WORK TO COMPLETE - Your answer must contain each line of the data, copied exactly.

DATASET CONTENT -
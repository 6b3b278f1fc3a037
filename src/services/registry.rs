//! Match registry — create, lookup, join, reset, and idle eviction.
//!
//! DESIGN
//! ======
//! Matches live only in process memory. IDs are short random strings over
//! an alphabet without look-alike characters; a colliding ID is redrawn a
//! bounded number of times.
//!
//! Eviction is opt-in. When `MATCH_IDLE_TTL_SECS` is set, a background task
//! drops matches that have had no activity for the TTL and have no live
//! connection. Otherwise matches are kept for the life of the process.

use std::collections::hash_map::Entry;
use std::sync::Arc;
use std::time::{Duration, Instant};

use tokio::sync::Mutex;
use tokio::task::JoinHandle;
use tracing::{info, warn};

use crate::board::{Board, Outcome, Player, evaluate};
use crate::protocol::ErrorCode;
use crate::services::session;
use crate::state::{AppState, Match, MatchId, SharedMatch};

/// Length of generated match IDs.
pub const MATCH_ID_LENGTH: usize = 8;

const MAX_CREATE_ATTEMPTS: usize = 16;

// =============================================================================
// TYPES
// =============================================================================

#[derive(Debug, thiserror::Error)]
pub enum MatchError {
    #[error("match not found: {0}")]
    NotFound(MatchId),
    #[error("player identity required")]
    MissingIdentity,
    #[error("no free match id after {0} attempts")]
    IdSpaceExhausted(usize),
}

impl ErrorCode for MatchError {
    fn error_code(&self) -> &'static str {
        match self {
            Self::NotFound(_) => "E_MATCH_NOT_FOUND",
            Self::MissingIdentity => "E_MISSING_IDENTITY",
            Self::IdSpaceExhausted(_) => "E_ID_SPACE_EXHAUSTED",
        }
    }
}

/// What a player sees when opening a match.
#[derive(Debug, Clone, PartialEq, Eq)]
pub struct MatchView {
    pub player: Player,
    pub board: Board,
    pub outcome: Outcome,
    pub next_move: Player,
}

// =============================================================================
// OPERATIONS
// =============================================================================

/// Create a match owned by `identity` and return its ID.
///
/// # Errors
///
/// `MissingIdentity` for an empty identity; `IdSpaceExhausted` if every
/// drawn ID is already taken.
pub async fn create(state: &AppState, identity: &str) -> Result<MatchId, MatchError> {
    if identity.is_empty() {
        return Err(MatchError::MissingIdentity);
    }

    let mut matches = state.matches.write().await;
    for _ in 0..MAX_CREATE_ATTEMPTS {
        let match_id = MatchId::from(session::random_token(MATCH_ID_LENGTH));
        match matches.entry(match_id.clone()) {
            Entry::Occupied(_) => warn!(%match_id, "match id collision; redrawing"),
            Entry::Vacant(slot) => {
                slot.insert(Arc::new(Mutex::new(Match::new(match_id.clone(), identity.to_owned()))));
                info!(%match_id, pid = identity, "match created");
                return Ok(match_id);
            }
        }
    }
    Err(MatchError::IdSpaceExhausted(MAX_CREATE_ATTEMPTS))
}

/// Look up a match handle.
pub async fn get(state: &AppState, match_id: &MatchId) -> Option<SharedMatch> {
    state.matches.read().await.get(match_id).cloned()
}

/// Open a match as `identity`. The creator keeps slot one; any other
/// identity takes slot two, replacing whoever held it before.
///
/// # Errors
///
/// `NotFound` for an unknown ID; `MissingIdentity` for an empty identity.
pub async fn join(state: &AppState, match_id: &MatchId, identity: &str) -> Result<MatchView, MatchError> {
    if identity.is_empty() {
        return Err(MatchError::MissingIdentity);
    }
    let game = get(state, match_id)
        .await
        .ok_or_else(|| MatchError::NotFound(match_id.clone()))?;
    let mut game = game.lock().await;

    let player = if game.slot(Player::One).holds_identity(identity) {
        Player::One
    } else {
        let slot = game.slot_mut(Player::Two);
        if !slot.holds_identity(identity) {
            if let Some(previous) = slot.identity.replace(identity.to_owned()) {
                info!(%match_id, previous, pid = identity, "slot two reassigned");
            } else {
                info!(%match_id, pid = identity, "slot two bound");
            }
        }
        Player::Two
    };
    game.touch();

    Ok(MatchView { player, board: game.board, outcome: evaluate(&game.board), next_move: game.next_move })
}

/// Clear the board in place. Turn and slots are untouched.
///
/// # Errors
///
/// `NotFound` for an unknown ID.
pub async fn reset(state: &AppState, match_id: &MatchId) -> Result<(), MatchError> {
    let game = get(state, match_id)
        .await
        .ok_or_else(|| MatchError::NotFound(match_id.clone()))?;
    let mut game = game.lock().await;
    game.board.clear();
    game.touch();
    info!(%match_id, next_move = %game.next_move, "match board reset");
    Ok(())
}

// =============================================================================
// EVICTION
// =============================================================================

/// Remove matches idle for at least `ttl` with no live connection.
/// Returns how many were removed.
pub async fn evict_idle(state: &AppState, ttl: Duration) -> usize {
    let now = Instant::now();
    let mut matches = state.matches.write().await;
    let before = matches.len();

    // A match whose lock is held is in use right now, so it is not idle.
    matches.retain(|match_id, game| {
        let Ok(game) = game.try_lock() else {
            return true;
        };
        let expired = !game.any_connected() && now.duration_since(game.last_activity) >= ttl;
        if expired {
            info!(%match_id, "evicting idle match");
        }
        !expired
    });

    before - matches.len()
}

/// Spawn the background eviction task. Returns `None` when eviction is
/// disabled.
pub fn spawn_eviction_task(state: AppState) -> Option<JoinHandle<()>> {
    let ttl = state.config.match_idle_ttl?;
    let period = state.config.sweep_interval;
    info!(ttl_secs = ttl.as_secs(), sweep_secs = period.as_secs(), "match eviction enabled");

    Some(tokio::spawn(async move {
        let mut interval = tokio::time::interval(period);
        loop {
            interval.tick().await;
            let evicted = evict_idle(&state, ttl).await;
            if evicted > 0 {
                info!(evicted, "idle matches evicted");
            }
        }
    }))
}

#[cfg(test)]
#[path = "registry_test.rs"]
mod tests;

EXERCISE ANSWER -
repository 6b3b278f1fc3a037
filename src/services/registry.rs
//! Match registry — create, lookup, join, reset, and idle eviction.
//!
//! DESIGN
//! ======
//! Matches live only in process memory. IDs are short random strings over
//! an alphabet without look-alike characters; a colliding ID is redrawn a
//! bounded number of times.
//!
//! Eviction is opt-in. When `MATCH_IDLE_TTL_SECS` is set, a background task
//! drops matches that have had no activity for the TTL and have no live
//! connection. Otherwise matches are kept for the life of the process.

use std::collections::hash_map::Entry;
use std::sync::Arc;
use std::time::{Duration, Instant};

use tokio::sync::Mutex;
use tokio::task::JoinHandle;
use tracing::{info, warn};

use crate::board::{Board, Outcome, Player, evaluate};
use crate::protocol::ErrorCode;
use crate::services::session;
use crate::state::{AppState, Match, MatchId, SharedMatch};

/// Length of generated match IDs.
pub const MATCH_ID_LENGTH: usize = 8;

const MAX_CREATE_ATTEMPTS: usize = 16;

// =============================================================================
// TYPES
// =============================================================================

#[derive(Debug, thiserror::Error)]
pub enum MatchError {
    #[error("match not found: {0}")]
    NotFound(MatchId),
    #[error("player identity required")]
    MissingIdentity,
    #[error("no free match id after {0} attempts")]
    IdSpaceExhausted(usize),
}

impl ErrorCode for MatchError {
    fn error_code(&self) -> &'static str {
        match self {
            Self::NotFound(_) => "E_MATCH_NOT_FOUND",
            Self::MissingIdentity => "E_MISSING_IDENTITY",
            Self::IdSpaceExhausted(_) => "E_ID_SPACE_EXHAUSTED",
        }
    }
}

/// What a player sees when opening a match.
#[derive(Debug, Clone, PartialEq, Eq)]
pub struct MatchView {
    pub player: Player,
    pub board: Board,
    pub outcome: Outcome,
    pub next_move: Player,
}

// =============================================================================
// OPERATIONS
// =============================================================================

/// Create a match owned by `identity` and return its ID.
///
/// # Errors
///
/// `MissingIdentity` for an empty identity; `IdSpaceExhausted` if every
/// drawn ID is already taken.
pub async fn create(state: &AppState, identity: &str) -> Result<MatchId, MatchError> {
    if identity.is_empty() {
        return Err(MatchError::MissingIdentity);
    }

    let mut matches = state.matches.write().await;
    for _ in 0..MAX_CREATE_ATTEMPTS {
        let match_id = MatchId::from(session::random_token(MATCH_ID_LENGTH));
        match matches.entry(match_id.clone()) {
            Entry::Occupied(_) => warn!(%match_id, "match id collision; redrawing"),
            Entry::Vacant(slot) => {
                slot.insert(Arc::new(Mutex::new(Match::new(match_id.clone(), identity.to_owned()))));
                info!(%match_id, pid = identity, "match created");
                return Ok(match_id);
            }
        }
    }
    Err(MatchError::IdSpaceExhausted(MAX_CREATE_ATTEMPTS))
}

/// Look up a match handle.
pub async fn get(state: &AppState, match_id: &MatchId) -> Option<SharedMatch> {
    state.matches.read().await.get(match_id).cloned()
}

/// Open a match as `identity`. The creator keeps slot one; any other
/// identity takes slot two, replacing whoever held it before.
///
/// # Errors
///
/// `NotFound` for an unknown ID; `MissingIdentity` for an empty identity.
pub async fn join(state: &AppState, match_id: &MatchId, identity: &str) -> Result<MatchView, MatchError> {
    if identity.is_empty() {
        return Err(MatchError::MissingIdentity);
    }
    let game = get(state, match_id)
        .await
        .ok_or_else(|| MatchError::NotFound(match_id.clone()))?;
    let mut game = game.lock().await;

    let player = if game.slot(Player::One).holds_identity(identity) {
        Player::One
    } else {
        let slot = game.slot_mut(Player::Two);
        if !slot.holds_identity(identity) {
            if let Some(previous) = slot.identity.replace(identity.to_owned()) {
                info!(%match_id, previous, pid = identity, "slot two reassigned");
            } else {
                info!(%match_id, pid = identity, "slot two bound");
            }
        }
        Player::Two
    };
    game.touch();

    Ok(MatchView { player, board: game.board, outcome: evaluate(&game.board), next_move: game.next_move })
}

/// Clear the board in place. Turn and slots are untouched.
///
/// # Errors
///
/// `NotFound` for an unknown ID.
pub async fn reset(state: &AppState, match_id: &MatchId) -> Result<(), MatchError> {
    let game = get(state, match_id)
        .await
        .ok_or_else(|| MatchError::NotFound(match_id.clone()))?;
    let mut game = game.lock().await;
    game.board.clear();
    game.touch();
    info!(%match_id, next_move = %game.next_move, "match board reset");
    Ok(())
}

// =============================================================================
// EVICTION
// =============================================================================

/// Remove matches idle for at least `ttl` with no live connection.
/// Returns how many were removed.
pub async fn evict_idle(state: &AppState, ttl: Duration) -> usize {
    let now = Instant::now();
    let mut matches = state.matches.write().await;
    let before = matches.len();

    // A match whose lock is held is in use right now, so it is not idle.
    matches.retain(|match_id, game| {
        let Ok(game) = game.try_lock() else {
            return true;
        };
        let expired = !game.any_connected() && now.duration_since(game.last_activity) >= ttl;
        if expired {
            info!(%match_id, "evicting idle match");
        }
        !expired
    });

    before - matches.len()
}

/// Spawn the background eviction task. Returns `None` when eviction is
/// disabled.
pub fn spawn_eviction_task(state: AppState) -> Option<JoinHandle<()>> {
    let ttl = state.config.match_idle_ttl?;
    let period = state.config.sweep_interval;
    info!(ttl_secs = ttl.as_secs(), sweep_secs = period.as_secs(), "match eviction enabled");

    Some(tokio::spawn(async move {
        let mut interval = tokio::time::interval(period);
        loop {
            interval.tick().await;
            let evicted = evict_idle(&state, ttl).await;
            if evicted > 0 {
                info!(evicted, "idle matches evicted");
            }
        }
    }))
}

#[cfg(test)]
#[path = "registry_test.rs"]
mod tests;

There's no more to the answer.